Nel caso di specie i ricorrenti infatti lamentavano, tra le altre cose, l'avvenuta compensazione parziale delle spese nonostante l'accertata irragionevole durata del processo.
Del resto, per i giudici la proposizione di successive domande di equa riparazione per violazione del termine ragionevole di durata di uno stesso processo (verificatasi nel caso all'attenzione della Corte) è esercizio di una facoltà specifica concessa dalla legge se consegue al protrarsi della violazione anche nel periodo successivo a quello che accertato con la prima decisione.
Tale condotta, di conseguenza, non può essere reputata come integrante un abuso del processo o un esercizio del diritto in maniera eccedente o deviante rispetto alla tutela dell'interesse sostanziale.

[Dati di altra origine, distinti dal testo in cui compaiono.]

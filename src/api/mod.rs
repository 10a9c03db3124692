// Axum web server layer

use axum::{
    error_handling::HandleErrorLayer,
    middleware::from_fn_with_state,
    routing::{get, post},
    Router,
};
use serde_json::{Map, Value};
use std::sync::Arc;
use std::time::Duration;
use tower::ServiceBuilder;

pub mod handlers;
pub mod middleware;
pub mod responses;

use crate::auth::auth_middleware::{require_admin, require_token, AuthState};
use crate::auth::custom_header::{require_custom_header, CustomHeaderState};
use crate::auth::token::{JwtVerifier, TokenIssuer, TokenVerifier};
use crate::config::Config;
use crate::core::errors::ServiceError;
use crate::state::blob_store::InMemoryBlobStore;
use crate::state::document_store::InMemoryDocumentStore;

/// Application state containing all shared dependencies
///
/// Components are wrapped in Arc for shared ownership across async tasks.
#[derive(Clone)]
pub struct AppState {
    pub store: Arc<dyn DocumentStore>,
    pub blobs: Arc<dyn BlobStore>,
    pub verifier: Arc<JwtVerifier>,
    pub issuer: Arc<TokenIssuer>,
    pub config: Arc<Config>,
}

impl AppState {
    /// State backed by empty in-memory stores
    pub fn new(config: Config) -> Self {
        Self {
            store: Arc::new(InMemoryDocumentStore::new()),
            blobs: Arc::new(InMemoryBlobStore::new()),
            verifier: Arc::new(JwtVerifier::from_config(&config)),
            issuer: Arc::new(TokenIssuer::from_config(&config)),
            config: Arc::new(config),
        }
    }

    /// Gate state using this app's verifier and fallback header list
    pub fn auth_state(&self) -> Arc<AuthState> {
        let verifier: Arc<dyn TokenVerifier> = self.verifier.clone();
        Arc::new(AuthState::new(verifier, &self.config.auth_fallback_headers))
    }

    pub fn custom_header_state(&self) -> Arc<CustomHeaderState> {
        Arc::new(CustomHeaderState::new(self.config.custom_header_value.clone()))
    }
}

/// Storage for the opaque resource documents the gate protects
#[async_trait::async_trait]
pub trait DocumentStore: Send + Sync {
    async fn list(&self, collection: &str) -> Result<Vec<Value>, ServiceError>;
    async fn get(&self, collection: &str, id: &str) -> Result<Option<Value>, ServiceError>;
    async fn insert(&self, collection: &str, fields: Map<String, Value>) -> Result<Value, ServiceError>;
    async fn update(
        &self,
        collection: &str,
        id: &str,
        fields: Map<String, Value>,
    ) -> Result<Option<Value>, ServiceError>;
    async fn delete(&self, collection: &str, id: &str) -> Result<bool, ServiceError>;
    async fn collections(&self) -> Result<Vec<String>, ServiceError>;
}

/// Body of an uploaded file; its metadata lives in the `files` collection
#[derive(Debug, Clone, PartialEq, Eq)]
pub struct StoredBlob {
    pub file_name: String,
    pub content_type: String,
    pub bytes: Vec<u8>,
}

/// Storage for uploaded file bodies, keyed by metadata document id
#[async_trait::async_trait]
pub trait BlobStore: Send + Sync {
    async fn put(&self, id: &str, blob: StoredBlob) -> Result<(), ServiceError>;
    async fn get(&self, id: &str) -> Result<Option<StoredBlob>, ServiceError>;
    async fn delete(&self, id: &str) -> Result<bool, ServiceError>;
}

/// Router with the default gate built from `app_state`
pub fn build_router(app_state: AppState) -> Router {
    let auth_state = app_state.auth_state();
    let header_state = app_state.custom_header_state();
    create_router(app_state, auth_state, header_state)
}

/// Create the Axum router with all routes and middleware
///
/// Route groups:
/// - public: `/health`, `/api/auth/refresh`
/// - bearer: `/api/auth/me`, `/api/auth/logout`, `/api/files[/:id]`,
///   `/api/:collection[/:id[/:related]]` (admin-owned collections need the admin role)
/// - admin: `/api/admin`, `/api/admin/dashboard`, `/api/admin/:collection[/:id]`
/// - device: `/api/telemetry` (custom header)
///
/// Layers (outermost first): CORS, tracing, body size limit, request timeout.
pub fn create_router(
    app_state: AppState,
    auth_state: Arc<AuthState>,
    header_state: Arc<CustomHeaderState>,
) -> Router {
    let public = Router::new()
        .route("/health", get(handlers::health_handler))
        .route("/api/auth/refresh", post(handlers::refresh_handler));

    let authenticated = Router::new()
        .route("/api/auth/me", get(handlers::me_handler))
        .route("/api/auth/logout", post(handlers::logout_handler))
        .route(
            "/api/files",
            get(handlers::list_files_handler).post(handlers::upload_file_handler),
        )
        .route(
            "/api/files/:id",
            get(handlers::download_file_handler).delete(handlers::delete_file_handler),
        )
        .route(
            "/api/:collection",
            get(handlers::list_handler).post(handlers::create_handler),
        )
        .route(
            "/api/:collection/:id",
            get(handlers::get_handler)
                .put(handlers::update_handler)
                .delete(handlers::delete_handler),
        )
        .route(
            "/api/:collection/:id/:related",
            get(handlers::list_related_handler).post(handlers::create_related_handler),
        )
        .route_layer(from_fn_with_state(auth_state.clone(), require_token));

    let admin = Router::new()
        .route("/api/admin", get(handlers::admin_overview_handler))
        .route("/api/admin/dashboard", get(handlers::dashboard_handler))
        .route(
            "/api/admin/:collection",
            get(handlers::list_handler).post(handlers::create_handler),
        )
        .route(
            "/api/admin/:collection/:id",
            get(handlers::get_handler)
                .put(handlers::update_handler)
                .delete(handlers::delete_handler),
        )
        .route_layer(from_fn_with_state(auth_state, require_admin));

    let device = Router::new()
        .route("/api/telemetry", post(handlers::ingest_telemetry_handler))
        .route_layer(from_fn_with_state(header_state, require_custom_header));

    let timeout_secs = app_state.config.request_timeout_secs;
    let body_limit = app_state.config.body_size_limit_bytes;

    let timeout_stack = ServiceBuilder::new()
        .layer(HandleErrorLayer::new(middleware::handle_layer_error))
        .timeout(Duration::from_secs(timeout_secs))
        .into_inner();

    Router::new()
        .merge(public)
        .merge(authenticated)
        .merge(admin)
        .merge(device)
        .layer(timeout_stack)
        .layer(middleware::body_size_limit_layer(body_limit))
        .layer(middleware::tracing_layer())
        .layer(middleware::cors_layer())
        .with_state(app_state)
}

Così, dovendosi escludere che la condotta processuale dei ricorrenti integri un abuso del diritto, allo stesso modo deve escludersi che la stessa integri un giusto motivo per la compensazione, dato che anche i giudizi di equa riparazione sono assoggettati alle regole poste dall'articolo 91 del codice di procedura civile in materia di spese processuali.
A tal proposito i giudici hanno infatti ricordato che è ormai consolidato che al verificarsi di simili ipotesi l'erede può ottenere l'indennizzo iure proprio dovuto al superamento del predetto termine, solo a decorrere dalla sua costituzione in giudizio.
Di conseguenza, se egli agisce sia iure haereditatis che iure proporio è necessario ricostruire analiticamente le diverse frazioni temporali e valutarne separatamente la ragionevole durata senza che possa assumersi l'intera durata del procedimento come riferimento temporale per determinare il danno.
In ogni caso non va comunque esclusa la possibilità che il danno morale che abbia sofferto il dante causa sia cumulato con quello che gli eredi nel frattempo intervenuti nel processo abbiano subito personalmente.
È chiaro quindi che se la parte costituita decede nel corso di un processo che abbia una durata irragionevole, ai fini dell'equa riparazione non assume alcun rilievo la continuità della posizione processuale dell'erede rispetto a quella del suo dante causa.
Del resto il patema subito e risarcito con tale sistema presuppone la conoscenza del processo e l'interesse alla sua rapida conclusione.
Nel caso si specie, dunque, non aveva errato la Corte d'appello di Messina nel detrarre due anni dalla valutazione della durata del processo, imputandoli a durata ragionevole per la posizione dei ricorrenti/eredi iure proprio.